**Assignment:** Count the lines below that contain the word "HostHandle". Give only the number.

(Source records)
******************************

//! Host handle that prints envelopes for whoever drives the shell.

use std::io::Write;

use cardview_bridge::HostHandle;
use cardview_common::BridgeError;

/// Writes each posted message as one line on stdout.
#[derive(Debug, Default, Clone, Copy)]
pub struct StdoutHost;

impl HostHandle for StdoutHost {
    fn post_message(&self, message: &str) -> Result<(), BridgeError> {
        let mut out = std::io::stdout().lock();
        writeln!(out, "{message}")
            .and_then(|()| out.flush())
            .map_err(|e| BridgeError::Transport(format!("stdout: {e}")))
    }
}
//! Parsing of stdin lines into host messages or shell commands.

use std::str::FromStr;

use cardview_common::{CardActionType, CardStatus};

#[derive(Debug, Clone, PartialEq, Eq)]
pub enum Command {
    Tap(usize),
    /// Drag release toward an index, or finish the pending scroll.
    Settle(Option<usize>),
    Dot(usize),
    Select(String),
    Action(CardActionType),
    /// List cards, optionally filtered by status.
    Cards(Option<CardStatus>),
    Refresh,
    Show,
    Help,
    Quit,
}

pub const HELP: &str = "commands: tap <i> | settle [i] | dot <i> | select <card-id> | \
action <name> | cards [status] | refresh | show | help | quit; lines starting with '{' are host messages";

impl FromStr for Command {
    type Err = String;

    fn from_str(line: &str) -> Result<Self, Self::Err> {
        let mut parts = line.split_whitespace();
        let name = parts.next().ok_or_else(|| "empty command".to_string())?;
        let arg = parts.next();
        if parts.next().is_some() {
            return Err(format!("too many arguments for '{name}'"));
        }

        let index = |arg: Option<&str>| -> Result<usize, String> {
            let raw = arg.ok_or_else(|| format!("'{name}' needs an index"))?;
            raw.parse()
                .map_err(|_| format!("'{raw}' is not a valid index"))
        };

        match name {
            "tap" => index(arg).map(Self::Tap),
            "dot" => index(arg).map(Self::Dot),
            "settle" => match arg {
                Some(_) => index(arg).map(|i| Self::Settle(Some(i))),
                None => Ok(Self::Settle(None)),
            },
            "select" => arg
                .map(|id| Self::Select(id.to_string()))
                .ok_or_else(|| "'select' needs a card id".to_string()),
            "action" => {
                let raw = arg.ok_or_else(|| "'action' needs a name".to_string())?;
                CardActionType::from_name(raw)
                    .map(Self::Action)
                    .ok_or_else(|| format!("unknown action '{raw}'"))
            }
            "cards" => match arg {
                None => Ok(Self::Cards(None)),
                Some(raw) => parse_status(raw)
                    .map(|status| Self::Cards(Some(status)))
                    .ok_or_else(|| format!("unknown status '{raw}'")),
            },
            "refresh" => Ok(Self::Refresh),
            "show" => Ok(Self::Show),
            "help" => Ok(Self::Help),
            "quit" | "exit" => Ok(Self::Quit),
            other => Err(format!("unknown command '{other}'")),
        }
    }
}

fn parse_status(raw: &str) -> Option<CardStatus> {
    match raw {
        "active" => Some(CardStatus::Active),
        "blocked" => Some(CardStatus::Blocked),
        "expired" => Some(CardStatus::Expired),
        "pending" => Some(CardStatus::Pending),
        _ => None,
    }
}

/// One line of shell input.
#[derive(Debug, Clone, PartialEq, Eq)]
pub enum Input {
    /// Raw text to deliver on the window surface.
    Host(String),
    Command(Command),
}

/// Classify a line. Blank lines yield `None`.
pub fn parse_line(line: &str) -> Option<Result<Input, String>> {
    let trimmed = line.trim();
    if trimmed.is_empty() {
        return None;
    }
    if trimmed.starts_with('{') {
        return Some(Ok(Input::Host(trimmed.to_string())));
    }
    Some(trimmed.parse().map(Input::Command))
}
//! Carousel configuration.

use serde::{Deserialize, Serialize};

#[derive(Debug, Clone, Serialize, Deserialize)]
#[serde(default)]
pub struct CarouselConfig {
    pub show_dots: bool,
    pub start_index: u32,
}

impl Default for CarouselConfig {
    fn default() -> Self {
        Self {
            show_dots: true,
            start_index: 0,
        }
    }
}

******************************

**Finished task:** 2